Activists rejoiced last week when a hard-fought battle over international standards for labeling genetically modified food came to an end — finally — after decades of debate.
But the agreement, which many say opens the door for labels to be placed on such foods, will probably have little effect on food labels in the U.S. for the foreseeable future.
And that could be a good thing, some scientists said.
“The public gets bogged down on whether [crops are] genetically engineered or not. We think that’s a distraction,” said Pamela Ronald, a professor of plant pathology at UC Davis. “The consumer needs to know: Is it safe to eat?”
Delegates to the so-called Codex Alimentarius Commission, a body created in 1963 by the United Nations to set voluntary standards for food safety and handling, have been arguing over labels for genetically engineered food for the better part of 20 years.
Concerned that the biotech food is not adequately tested and could be unsafe for people or the environment, some countries, particularly ones in Europe, have pushed for mandatory labeling. Others, including the U.S., have argued that such labels are misleading because the genetically modified products that are on the market have been thoroughly tested and deemed safe.
Requiring that genetically engineered foods be labeled as such would be unfair, said Nathan Field, director of biotechnology and economic analysis at the National Corn Growers Assn. in St. Louis, echoing the feelings of many in the food production industry.
“There is no nutritional content difference between the products,” he said. Genetic engineering “doesn’t affect the environment or food or feed quality in any way. If there’s no evidence they’re different, there shouldn’t be a label.”
But some consumer advocates argue that chronic effects of eating genetically engineered foods could go undetected by what they see as lax oversight.
“Consumers have a legitimate right to be skeptical, given the imperfections of our safety system,” said Doug Gurian-Sherman, a senior scientist at the food and environment program at the Union of Concerned Scientists in Washington, D.C.
On Tuesday in Geneva, Codex delegates agreed on guidance that had been cobbled together to give each side of the debate a little bit of what they wanted.
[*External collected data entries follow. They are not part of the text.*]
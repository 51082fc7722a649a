use chrono::NaiveDate;
use serde_json::Value;
use std::collections::BTreeSet;
use std::sync::Arc;

use crate::models::day_state::DayState;
use crate::models::location::Coordinates;
use crate::models::tracking_period::{DEFAULT_START_DATE, TrackingPeriod};
use crate::service::location_resolver;
use crate::storage::{SettingsStore, StoreError};

/// Owns the tracking period and writes it back after every mutation.
///
/// Every mutator awaits the save before returning; if the save fails the
/// in-memory change is undone so memory and disk agree.
pub struct DayStateStore {
    period: TrackingPeriod,
    store: Arc<dyn SettingsStore>,
}

impl DayStateStore {
    /// Loads, merges with defaults, and upgrades a legacy `checkedDays` shape.
    pub async fn load(store: Arc<dyn SettingsStore>) -> Result<Self, StoreError> {
        let raw = store.load().await?;
        let period = TrackingPeriod::from_persisted(raw)?;
        let mut this = Self { period, store };
        this.migrate_if_needed().await?;
        Ok(this)
    }

    pub fn period(&self) -> &TrackingPeriod {
        &self.period
    }

    pub fn get_state(&self, day: i64) -> DayState {
        self.period
            .day_states
            .get(&day.to_string())
            .map(DayState::from_stored)
            .unwrap_or_default()
    }

    /// Advances `day` one step along 0 -> 1 -> 2 -> 0 and persists.
    pub async fn cycle(&mut self, day: i64) -> Result<DayState, StoreError> {
        let key = day.to_string();
        let previous = self.period.day_states.get(&key).cloned();
        let next = self.get_state(day).next();

        match next {
            DayState::Untracked => {
                self.period.day_states.remove(&key);
            }
            state => {
                self.period
                    .day_states
                    .insert(key.clone(), Value::from(state.code()));
            }
        }

        if let Err(err) = self.persist().await {
            match previous {
                Some(value) => self.period.day_states.insert(key, value),
                None => self.period.day_states.remove(&key),
            };
            return Err(err);
        }
        tracing::info!(day, state = %next, "day state changed");
        Ok(next)
    }

    /// Marks every legacy day as completed, drops the legacy field and persists.
    pub async fn migrate_legacy(&mut self, legacy: &BTreeSet<i64>) -> Result<(), StoreError> {
        let before = self.period.clone();
        for day in legacy {
            self.period
                .day_states
                .insert(day.to_string(), Value::from(DayState::Completed.code()));
        }
        self.period.checked_days = None;

        if let Err(err) = self.persist().await {
            self.period = before;
            return Err(err);
        }
        tracing::info!(
            migrated = legacy.len(),
            field = TrackingPeriod::legacy_field_name(),
            "legacy settings upgraded"
        );
        Ok(())
    }

    /// Runs `migrate_legacy` when the legacy field is present. Returns whether
    /// anything happened.
    pub async fn migrate_if_needed(&mut self) -> Result<bool, StoreError> {
        match self.period.legacy_days() {
            Some(days) => {
                self.migrate_legacy(&days).await?;
                Ok(true)
            }
            None => Ok(false),
        }
    }

    /// Entries that read as completed, in either variant.
    pub fn completed_count(&self) -> usize {
        self.period
            .day_states
            .values()
            .filter(|value| DayState::from_stored(value).is_done())
            .count()
    }

    /// The anchor for day 1. An unparsable stored value renders from the default.
    pub fn start_date(&self) -> NaiveDate {
        self.period.parsed_start_date().unwrap_or_else(|| {
            tracing::warn!(
                stored = %self.period.start_date,
                "invalid start date, using {}",
                DEFAULT_START_DATE
            );
            default_start_date()
        })
    }

    pub fn location(&self) -> &str {
        &self.period.location
    }

    pub fn coordinates(&self) -> Coordinates {
        location_resolver::resolve(&self.period.location)
    }

    pub async fn set_start_date(&mut self, date: NaiveDate) -> Result<(), StoreError> {
        let formatted = date.format("%Y-%m-%d").to_string();
        let previous = std::mem::replace(&mut self.period.start_date, formatted);
        if let Err(err) = self.persist().await {
            self.period.start_date = previous;
            return Err(err);
        }
        Ok(())
    }

    pub async fn set_location(&mut self, location: &str) -> Result<(), StoreError> {
        let previous = std::mem::replace(&mut self.period.location, location.trim().to_string());
        if let Err(err) = self.persist().await {
            self.period.location = previous;
            return Err(err);
        }
        Ok(())
    }

    async fn persist(&self) -> Result<(), StoreError> {
        let data = self.period.to_persisted()?;
        self.store.save(&data).await
    }
}

fn default_start_date() -> NaiveDate {
    NaiveDate::parse_from_str(DEFAULT_START_DATE, "%Y-%m-%d").unwrap_or(NaiveDate::MIN)
}
use chrono::NaiveDate;
use serde::{Deserialize, Serialize};
use serde_json::{Map, Value};
use std::collections::{BTreeMap, BTreeSet};

use crate::models::day_state::integral;
use crate::storage::StoreError;

pub const DEFAULT_START_DATE: &str = "2026-02-17";
pub const DEFAULT_LOCATION: &str = "Mecca,Saudi Arabia";
pub const PERIOD_DAYS: u8 = 30;

const LEGACY_FIELD: &str = "checkedDays";

/// The persisted settings object.
///
/// `day_states` keeps raw JSON values so that externally edited entries
/// survive a save untouched; reads go through `DayState::from_stored`.
/// Fields this version does not know about are kept in `extra`.
#[derive(Debug, Clone, PartialEq, Serialize, Deserialize)]
#[serde(rename_all = "camelCase")]
pub struct TrackingPeriod {
    #[serde(default = "default_start_date")]
    pub start_date: String,
    #[serde(default = "default_location")]
    pub location: String,
    #[serde(default)]
    pub day_states: BTreeMap<String, Value>,
    #[serde(default, skip_serializing_if = "Option::is_none")]
    pub checked_days: Option<Vec<Value>>,
    #[serde(flatten)]
    pub extra: Map<String, Value>,
}

fn default_start_date() -> String {
    DEFAULT_START_DATE.to_string()
}

fn default_location() -> String {
    DEFAULT_LOCATION.to_string()
}

impl Default for TrackingPeriod {
    fn default() -> Self {
        Self {
            start_date: default_start_date(),
            location: default_location(),
            day_states: BTreeMap::new(),
            checked_days: None,
            extra: Map::new(),
        }
    }
}

impl TrackingPeriod {
    /// Builds the in-memory object from whatever the store returned.
    ///
    /// Missing fields take their defaults, present ones are never overwritten.
    /// `None` and `null` both mean "first load". A known field that is null or
    /// of the wrong JSON type reads as its default.
    pub fn from_persisted(raw: Option<Value>) -> Result<Self, StoreError> {
        match raw {
            None | Some(Value::Null) => Ok(Self::default()),
            Some(Value::Object(mut map)) => {
                drop_mistyped_fields(&mut map);
                serde_json::from_value(Value::Object(map))
                    .map_err(|e| StoreError::Malformed(e.to_string()))
            }
            Some(other) => {
                tracing::warn!(
                    found = json_kind(&other),
                    "settings are not an object, starting from defaults"
                );
                Ok(Self::default())
            }
        }
    }

    pub fn to_persisted(&self) -> Result<Value, StoreError> {
        Ok(serde_json::to_value(self)?)
    }

    pub fn has_legacy_shape(&self) -> bool {
        self.checked_days.is_some()
    }

    /// Integer day numbers held in the legacy `checkedDays` field, if present.
    /// `3.0` counts as 3; other non-integer entries are skipped.
    pub fn legacy_days(&self) -> Option<BTreeSet<i64>> {
        self.checked_days
            .as_ref()
            .map(|days| days.iter().filter_map(integral).collect())
    }

    /// Parsed start date, or `None` when the stored text is not `YYYY-MM-DD`.
    pub fn parsed_start_date(&self) -> Option<NaiveDate> {
        NaiveDate::parse_from_str(self.start_date.trim(), "%Y-%m-%d").ok()
    }

    pub fn legacy_field_name() -> &'static str {
        LEGACY_FIELD
    }
}

fn drop_mistyped_fields(map: &mut Map<String, Value>) {
    let expected: [(&str, fn(&Value) -> bool); 4] = [
        ("startDate", Value::is_string),
        ("location", Value::is_string),
        ("dayStates", Value::is_object),
        (LEGACY_FIELD, Value::is_array),
    ];
    for (field, has_type) in expected {
        let Some(value) = map.get(field) else {
            continue;
        };
        if has_type(value) {
            continue;
        }
        if !value.is_null() {
            tracing::warn!(field, found = json_kind(value), "ignoring mistyped settings field");
        }
        map.remove(field);
    }
}

fn json_kind(value: &Value) -> &'static str {
    match value {
        Value::Null => "null",
        Value::Bool(_) => "a boolean",
        Value::Number(_) => "a number",
        Value::String(_) => "a string",
        Value::Array(_) => "an array",
        Value::Object(_) => "an object",
    }
}
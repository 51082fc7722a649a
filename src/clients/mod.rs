pub mod schedule_client;
#[cfg(test)]
mod tests {
    use super::*;

    fn idents(arena: &InstructionArena, block: &Block) -> Vec<String> {
        arena
            .instructions(block)
            .map(|instruction| instruction.ident.clone())
            .collect()
    }

    #[test]
    fn blocks_start_empty() {
        let mut arena = InstructionArena::new();
        let block = arena.new_block("program");

        assert_eq!(arena.first(&block), None);
        assert_eq!(arena.last(&block), None);
    }

    #[test]
    fn append_prepend_and_remove_keep_links_consistent() {
        let mut arena = InstructionArena::new();
        let block = arena.new_block("program");

        let b = arena.append(&block, "b", Value::Int(2), Span::default());
        let c = arena.append(&block, "c", Value::Int(3), Span::default());
        let a = arena.prepend(&block, "a", Value::Int(1), Span::default());
        assert_eq!(idents(&arena, &block), ["a", "b", "c"]);

        arena.remove(b);
        assert_eq!(idents(&arena, &block), ["a", "c"]);
        assert!(!arena.is_linked(b));
        assert_eq!(arena.next(a), Some(c));
        assert_eq!(arena.prev(c), Some(a));

        arena.remove(a);
        arena.remove(c);
        assert_eq!(arena.first(&block), None);

        arena.append(&block, "d", Value::Unit, Span::default());
        assert_eq!(idents(&arena, &block), ["d"]);
    }

    #[test]
    #[should_panic(expected = "not linked")]
    fn removing_twice_is_a_bug() {
        let mut arena = InstructionArena::new();
        let block = arena.new_block("program");
        let a = arena.append(&block, "a", Value::Unit, Span::default());

        arena.remove(a);
        arena.remove(a);
    }

    #[test]
    fn external_callees_are_not_operands() {
        let mut app = Value::App {
            callee: "f".to_owned(),
            arguments: vec!["x".to_owned(), "y".to_owned()],
            kind: CallKind::Direct,
        };
        assert_eq!(app.operands(), ["f", "x", "y"]);

        if let Value::App { kind, .. } = &mut app {
            *kind = CallKind::External;
        }
        assert_eq!(app.operands(), ["x", "y"]);

        for operand in app.operands_mut() {
            operand.push('!');
        }
        assert_eq!(app.operands(), ["x!", "y!"]);
    }
}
The document declared on the one hand that “different approaches regarding labeling of foods derived from modern biotechnology are used” around the world. And, in what was probably a concession to the U.S., it also declared that it “is not intended to suggest or imply that foods derived from modern biotechnology are necessarily different from other foods.” The document then pointed to 10 existing Codex standards that countries should comply with in food labeling.
Though this might seem like a very modest achievement after 20 years of consideration, it broke up a logjam and — simply by laying out some ground rules — legitimized the practice of labeling genetically modified foods.
“This is a major victory and milestone for consumer rights,” said Jean Halloran, director of food policy initiatives for the Consumers Union, a consumer advocacy organization in Yonkers, N.Y.
Still, the agreement fell short of what many activists, including Halloran, wanted because it didn’t call for mandatory labeling. Countries are free to do what they want.
In some Latin American and African countries — “battlegrounds” where consumer groups are fighting for labeling laws, Halloran said — that might very well mean new labeling policies. But the Codex decision is highly unlikely to affect practices in places like the U.S. and Canada, where many genetically engineered crops are grown and products are consumed. In the U.S., more than 70% of processed foods contain genetically engineered or biotech ingredients.
Labeling here is voluntary; what labeling exists is mostly used to declare that a food has no genetically modified ingredients. Products labeled organic, for instance, fall into this category.
The official acknowledgement that genetically modified foods can be labeled does at least mean that countries that label such foods shouldn’t have to worry about sparking trade disputes, Halloran said. “It seems to us a major step forward.”
In Europe, where modified foods are labeled, the European Union Parliament is taking steps to go much further: It voted last week on draft legislation to give countries greater authority to ban such crops altogether.
While critics of genetically modified foods said they believed oversight in the U.S. is too lax, many scientists say that ample studies have demonstrated the items are safe.
“People have been eating products from genetically modified crops for almost 15 years,” said UCLA molecular biologist Bob Goldberg, who helped develop a genetically engineered canola plant that is widely planted in Canada and produces more oil than conventional canola. “They’ve been more tested than any food product you can imagine, without even a sneeze.”
Ronald of UC Davis, who is married to an organic farmer and whose lab has genetically engineered rice for resistance to diseases and flooding, wonders why more consumers don’t worry about unintended consequences arising from conventionally bred crops. One type of celery, for example, was conventionally bred to resist insects. But it caused allergic reactions in farmworkers during the harvest.
“Everything we eat has been genetically improved by some method,” she said. When crops are altered by genetic engineering, she added, the process is regulated. Conventional breeding methods are not.
“The most important aspect isn’t how the seed is developed — but can it be used to increase food security, reduce insecticide use, foster good soil and improve the lives of farmers and communities?” she said. “I would like to see barcode labeling where you see, ‘This conventionally bred cotton shirt was grown using insecticides. This genetically engineered cotton shirt was not.’ But I don’t see us getting that information.”